Exercise data >>
##########

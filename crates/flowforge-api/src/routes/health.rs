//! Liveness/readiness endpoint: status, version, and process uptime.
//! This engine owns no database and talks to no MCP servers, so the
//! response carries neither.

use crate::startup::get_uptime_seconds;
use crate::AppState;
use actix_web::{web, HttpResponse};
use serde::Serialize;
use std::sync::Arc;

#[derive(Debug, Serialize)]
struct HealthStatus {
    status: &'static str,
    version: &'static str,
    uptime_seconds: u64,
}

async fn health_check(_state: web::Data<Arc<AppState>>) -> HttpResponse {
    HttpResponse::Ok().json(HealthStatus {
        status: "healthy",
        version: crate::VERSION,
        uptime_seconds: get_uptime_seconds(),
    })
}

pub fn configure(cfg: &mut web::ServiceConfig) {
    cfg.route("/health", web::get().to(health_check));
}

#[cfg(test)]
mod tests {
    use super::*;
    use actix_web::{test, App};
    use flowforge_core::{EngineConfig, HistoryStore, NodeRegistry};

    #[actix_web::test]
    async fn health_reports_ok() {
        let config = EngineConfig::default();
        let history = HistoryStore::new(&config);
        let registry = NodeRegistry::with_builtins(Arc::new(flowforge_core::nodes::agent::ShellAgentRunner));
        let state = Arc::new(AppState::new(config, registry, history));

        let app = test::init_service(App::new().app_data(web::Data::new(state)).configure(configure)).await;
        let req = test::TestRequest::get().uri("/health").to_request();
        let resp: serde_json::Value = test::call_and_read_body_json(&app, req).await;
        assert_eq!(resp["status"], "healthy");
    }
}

##########

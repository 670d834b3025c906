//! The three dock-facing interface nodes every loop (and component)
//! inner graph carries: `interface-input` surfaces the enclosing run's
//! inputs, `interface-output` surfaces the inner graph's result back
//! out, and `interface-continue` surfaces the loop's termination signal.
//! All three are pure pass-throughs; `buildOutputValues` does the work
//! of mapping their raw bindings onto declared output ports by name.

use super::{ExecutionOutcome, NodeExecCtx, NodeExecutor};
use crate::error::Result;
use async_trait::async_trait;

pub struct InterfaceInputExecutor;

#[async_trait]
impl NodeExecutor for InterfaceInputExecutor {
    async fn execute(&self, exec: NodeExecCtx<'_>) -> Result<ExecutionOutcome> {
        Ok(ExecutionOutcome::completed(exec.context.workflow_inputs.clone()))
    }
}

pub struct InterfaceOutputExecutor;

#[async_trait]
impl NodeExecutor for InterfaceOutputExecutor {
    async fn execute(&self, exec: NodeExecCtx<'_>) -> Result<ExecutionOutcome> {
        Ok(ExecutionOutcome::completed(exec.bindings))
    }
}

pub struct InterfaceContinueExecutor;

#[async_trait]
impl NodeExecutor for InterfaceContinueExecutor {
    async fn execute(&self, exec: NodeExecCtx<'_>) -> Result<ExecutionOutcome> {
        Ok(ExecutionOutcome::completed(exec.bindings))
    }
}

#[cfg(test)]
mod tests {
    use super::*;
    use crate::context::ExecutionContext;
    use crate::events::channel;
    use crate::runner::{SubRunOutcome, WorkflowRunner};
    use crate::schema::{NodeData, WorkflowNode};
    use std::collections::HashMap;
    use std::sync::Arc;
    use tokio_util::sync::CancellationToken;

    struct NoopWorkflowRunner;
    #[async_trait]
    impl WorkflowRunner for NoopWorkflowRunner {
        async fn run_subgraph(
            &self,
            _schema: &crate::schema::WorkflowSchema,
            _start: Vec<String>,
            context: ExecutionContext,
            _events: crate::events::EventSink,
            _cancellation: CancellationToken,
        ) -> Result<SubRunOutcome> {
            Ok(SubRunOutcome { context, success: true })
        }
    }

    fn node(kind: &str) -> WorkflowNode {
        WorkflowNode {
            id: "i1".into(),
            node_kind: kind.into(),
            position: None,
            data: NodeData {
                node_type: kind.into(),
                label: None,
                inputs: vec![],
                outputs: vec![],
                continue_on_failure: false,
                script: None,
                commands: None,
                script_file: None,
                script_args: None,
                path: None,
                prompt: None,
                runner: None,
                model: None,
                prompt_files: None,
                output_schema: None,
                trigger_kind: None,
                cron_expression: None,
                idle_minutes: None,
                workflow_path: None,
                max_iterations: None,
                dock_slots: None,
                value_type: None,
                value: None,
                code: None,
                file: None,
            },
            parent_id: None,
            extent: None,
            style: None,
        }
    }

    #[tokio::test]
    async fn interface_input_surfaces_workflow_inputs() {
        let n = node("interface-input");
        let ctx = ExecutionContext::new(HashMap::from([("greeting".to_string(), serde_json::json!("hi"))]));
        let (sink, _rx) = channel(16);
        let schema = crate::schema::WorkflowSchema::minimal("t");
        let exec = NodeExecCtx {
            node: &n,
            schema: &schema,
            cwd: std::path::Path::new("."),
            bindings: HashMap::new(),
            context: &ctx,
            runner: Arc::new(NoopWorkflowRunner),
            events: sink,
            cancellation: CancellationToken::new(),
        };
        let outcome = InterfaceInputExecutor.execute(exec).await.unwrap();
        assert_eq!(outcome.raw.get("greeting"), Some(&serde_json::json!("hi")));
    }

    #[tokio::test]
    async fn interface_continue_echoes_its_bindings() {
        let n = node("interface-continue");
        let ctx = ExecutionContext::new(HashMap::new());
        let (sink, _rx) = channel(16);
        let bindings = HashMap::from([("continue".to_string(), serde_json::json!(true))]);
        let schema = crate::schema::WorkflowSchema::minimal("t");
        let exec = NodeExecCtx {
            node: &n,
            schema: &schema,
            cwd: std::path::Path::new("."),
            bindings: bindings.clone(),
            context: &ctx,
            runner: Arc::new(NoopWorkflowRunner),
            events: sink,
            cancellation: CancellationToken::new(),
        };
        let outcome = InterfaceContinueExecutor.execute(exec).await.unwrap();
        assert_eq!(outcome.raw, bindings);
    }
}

##########

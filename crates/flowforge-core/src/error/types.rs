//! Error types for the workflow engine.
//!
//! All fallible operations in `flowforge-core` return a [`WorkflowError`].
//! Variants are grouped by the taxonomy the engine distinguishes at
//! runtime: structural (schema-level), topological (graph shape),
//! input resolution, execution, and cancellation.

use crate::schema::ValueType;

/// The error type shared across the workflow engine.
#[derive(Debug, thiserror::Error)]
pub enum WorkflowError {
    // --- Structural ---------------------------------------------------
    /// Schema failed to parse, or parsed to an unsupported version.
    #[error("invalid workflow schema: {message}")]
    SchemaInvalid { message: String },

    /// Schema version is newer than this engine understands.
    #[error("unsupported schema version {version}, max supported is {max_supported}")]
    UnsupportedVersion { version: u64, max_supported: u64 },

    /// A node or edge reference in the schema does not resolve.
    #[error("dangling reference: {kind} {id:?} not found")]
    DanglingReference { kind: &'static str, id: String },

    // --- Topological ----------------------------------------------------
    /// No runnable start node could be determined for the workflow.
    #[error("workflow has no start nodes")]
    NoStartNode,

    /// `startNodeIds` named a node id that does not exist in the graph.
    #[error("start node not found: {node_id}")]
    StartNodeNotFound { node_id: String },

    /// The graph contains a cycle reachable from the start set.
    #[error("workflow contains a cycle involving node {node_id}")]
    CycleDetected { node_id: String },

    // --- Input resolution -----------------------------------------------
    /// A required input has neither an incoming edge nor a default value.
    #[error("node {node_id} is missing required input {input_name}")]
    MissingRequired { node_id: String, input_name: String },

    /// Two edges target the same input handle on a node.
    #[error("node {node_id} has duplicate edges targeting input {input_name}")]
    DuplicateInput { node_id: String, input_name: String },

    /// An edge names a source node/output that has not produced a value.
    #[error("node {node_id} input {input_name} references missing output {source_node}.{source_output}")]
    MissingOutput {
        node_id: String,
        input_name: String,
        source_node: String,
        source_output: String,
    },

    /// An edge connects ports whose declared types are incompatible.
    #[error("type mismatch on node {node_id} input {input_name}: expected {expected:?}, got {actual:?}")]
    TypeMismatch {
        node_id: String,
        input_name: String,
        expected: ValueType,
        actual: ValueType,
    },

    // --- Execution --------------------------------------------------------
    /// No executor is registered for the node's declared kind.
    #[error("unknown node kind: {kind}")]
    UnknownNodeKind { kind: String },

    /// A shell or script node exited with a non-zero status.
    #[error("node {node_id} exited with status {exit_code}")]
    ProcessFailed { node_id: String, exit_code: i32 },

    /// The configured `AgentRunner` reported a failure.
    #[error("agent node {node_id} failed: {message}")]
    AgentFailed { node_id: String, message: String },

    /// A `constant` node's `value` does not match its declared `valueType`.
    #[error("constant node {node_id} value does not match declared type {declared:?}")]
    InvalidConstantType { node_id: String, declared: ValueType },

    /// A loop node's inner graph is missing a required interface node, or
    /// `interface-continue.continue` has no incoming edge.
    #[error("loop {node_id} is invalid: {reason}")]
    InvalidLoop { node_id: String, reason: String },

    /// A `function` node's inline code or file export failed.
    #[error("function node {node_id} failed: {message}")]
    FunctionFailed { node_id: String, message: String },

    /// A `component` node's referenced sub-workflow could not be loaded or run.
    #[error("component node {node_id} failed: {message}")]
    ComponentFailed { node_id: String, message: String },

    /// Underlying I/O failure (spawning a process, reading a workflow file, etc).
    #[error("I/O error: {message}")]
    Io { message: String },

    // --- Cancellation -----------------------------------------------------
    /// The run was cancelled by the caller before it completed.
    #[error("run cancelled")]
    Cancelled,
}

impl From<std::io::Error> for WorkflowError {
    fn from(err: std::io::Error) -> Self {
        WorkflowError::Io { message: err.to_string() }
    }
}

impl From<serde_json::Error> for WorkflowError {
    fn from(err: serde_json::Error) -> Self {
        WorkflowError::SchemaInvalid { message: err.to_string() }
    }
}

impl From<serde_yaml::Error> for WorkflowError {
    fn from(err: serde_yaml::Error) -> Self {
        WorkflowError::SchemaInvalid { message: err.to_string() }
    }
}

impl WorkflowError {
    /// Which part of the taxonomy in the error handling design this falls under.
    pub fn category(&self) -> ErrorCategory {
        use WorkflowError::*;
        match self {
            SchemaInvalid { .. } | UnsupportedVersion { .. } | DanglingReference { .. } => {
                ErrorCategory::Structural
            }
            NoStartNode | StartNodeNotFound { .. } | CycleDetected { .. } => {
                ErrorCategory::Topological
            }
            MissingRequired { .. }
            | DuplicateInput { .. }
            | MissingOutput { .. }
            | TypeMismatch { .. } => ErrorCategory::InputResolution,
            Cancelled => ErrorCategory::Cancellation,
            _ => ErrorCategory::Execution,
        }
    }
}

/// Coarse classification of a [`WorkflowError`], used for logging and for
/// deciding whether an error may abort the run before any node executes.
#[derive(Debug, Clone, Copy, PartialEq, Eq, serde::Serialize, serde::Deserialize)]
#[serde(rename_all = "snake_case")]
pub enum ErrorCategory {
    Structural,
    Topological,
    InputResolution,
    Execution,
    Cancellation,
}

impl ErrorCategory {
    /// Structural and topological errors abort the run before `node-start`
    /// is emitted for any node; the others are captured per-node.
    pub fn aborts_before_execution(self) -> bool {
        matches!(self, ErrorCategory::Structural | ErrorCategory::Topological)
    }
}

##########

Required work >>
From the records above, transcribe without alteration every line from the one with "any node executes." to the one with "pub fn aborts_before_execution(self)", inclusive.

Response to the exercise >>
/// deciding whether an error may abort the run before any node executes.
#[derive(Debug, Clone, Copy, PartialEq, Eq, serde::Serialize, serde::Deserialize)]
#[serde(rename_all = "snake_case")]
pub enum ErrorCategory {
    Structural,
    Topological,
    InputResolution,
    Execution,
    Cancellation,
}

impl ErrorCategory {
    /// Structural and topological errors abort the run before `node-start`
    /// is emitted for any node; the others are captured per-node.
    pub fn aborts_before_execution(self) -> bool {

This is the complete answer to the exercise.